The 1.2 metre crocodile - known simply as "the girl freshie" - was dragged by thieves over a 2.4 metre fence in the middle of the night.
"Can you imagine these people struggling over a 2.4 metre security fence with a writhing wild reptile?" he said.
"It's not a baby you are holding in your arms here. We are talking about 40 kilograms and 1.2 metres of absolute fury."
"They are not man-eaters [like salt water crocodiles]. But they can still give you a nasty bite."
The thieves originally planned to take one of the zoo's koalas and only changed tack after it proved too vicious, 21-year-old zookeeper Wil Kemp told smh.com.au.

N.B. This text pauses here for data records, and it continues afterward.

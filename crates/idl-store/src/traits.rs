use crate::error::StoreResult;

/// Document fingerprint table.
///
/// Maps opaque document identifiers to hex-encoded fingerprints. The two
/// write paths deliberately differ:
/// - `put_if_absent` is first-write-wins, backing the idempotent issuance
///   path (repeated requests for the same identifier return the cached
///   fingerprint).
/// - `put` overwrites unconditionally, backing the content-addressed store
///   path (a fresh content hash always replaces the cached value).
///
/// Entries live for the process lifetime; there is no expiry or deletion.
pub trait DocumentStore: Send + Sync {
    /// Look up the fingerprint for a document identifier.
    fn get(&self, document_id: &str) -> StoreResult<Option<String>>;

    /// Insert unless present; returns the winning value either way.
    fn put_if_absent(&self, document_id: &str, fingerprint: String) -> StoreResult<String>;

    /// Insert or overwrite.
    fn put(&self, document_id: &str, fingerprint: String) -> StoreResult<()>;

    /// Number of stored entries.
    fn len(&self) -> usize;

    fn is_empty(&self) -> bool {
        self.len() == 0
    }
}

He had been told by police that four people were involved in the wildlife heist, which allegedly involved stealing a koala and swapping it for drugs.

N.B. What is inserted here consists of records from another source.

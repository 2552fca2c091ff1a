use std::io;

/// Errors from storage operations.
#[derive(Debug, thiserror::Error)]
pub enum StoreError {
    /// I/O error from the underlying backend.
    #[error("io error: {0}")]
    Io(#[from] io::Error),

    /// Serialization or deserialization failure.
    #[error("serialization error: {0}")]
    Serialization(String),

    /// CRC integrity check failed for a log frame.
    #[error("CRC integrity check failed at offset {offset}: expected {expected:#010x}, got {actual:#010x}")]
    CrcMismatch {
        offset: u64,
        expected: u32,
        actual: u32,
    },

    /// A log frame has an invalid length field.
    #[error("invalid log frame length {length} at offset {offset}")]
    InvalidFrameLength { offset: u64, length: u32 },

    /// The log file header does not carry the expected magic bytes.
    #[error("block log header has wrong magic bytes")]
    BadMagic,

    /// The log file was written by an unsupported format version.
    #[error("unsupported block log version {found} (supported: {supported})")]
    UnsupportedVersion { found: u32, supported: u32 },
}

/// Result alias for storage operations.
pub type StoreResult<T> = Result<T, StoreError>;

"The original plan was to steal a koala - that's what they were going to use to swap [for] the drugs,'' Mr Kemp said.
"[But] apparently [the koala] scratched the shit out of them.''
"The blokes have quite a lot of scratches and lacerations caused by the koala.''
The thieves then decided to take a crocodile instead.
"I don't know what makes someone go, 'Oh we tried to steal a koala and that didn't work so lets go and steal a croc.' "
"The people who did it must have been quite stupid. It's the last thing I wound have thought a member of the general public would try to steal for drugs."
Mr Kemp said the meat and skin of a freshwater crocodile were worthless, but the stolen reptile might be sold in the pet trade for about $600.
"I'm worried and angered. I spent the last three years looking after it. I hope at least [the person who has it is] looking after it OK.''
He said police had told him they had been unable to locate the crocodile.
"They can't find it because it has been passed on to someone else who traded it for some marijuana and speed.''
Two women have been issued with notices to appear in court over the theft of the crocodile.
Sergeant Paul Elliot said a lot of rumours were flying around about what the thieves' original intention was.
"There's a lot of that going around. We can't confirm or deny if their intention was initially to get a koala. It's all specualtion at the moment."
He would not comment on the drug deal allegations.
Police believe the crocodile was taken in the early hours of Saturday morning but Mr Kemp remembers seeing it on Sunday morning.
He thinks it must have been taken on Monday morning when another drama occurred at the zoo.
"One of the wombats got bitten by a snake. No one can officially remember seeing [the female] crocodile on Monday.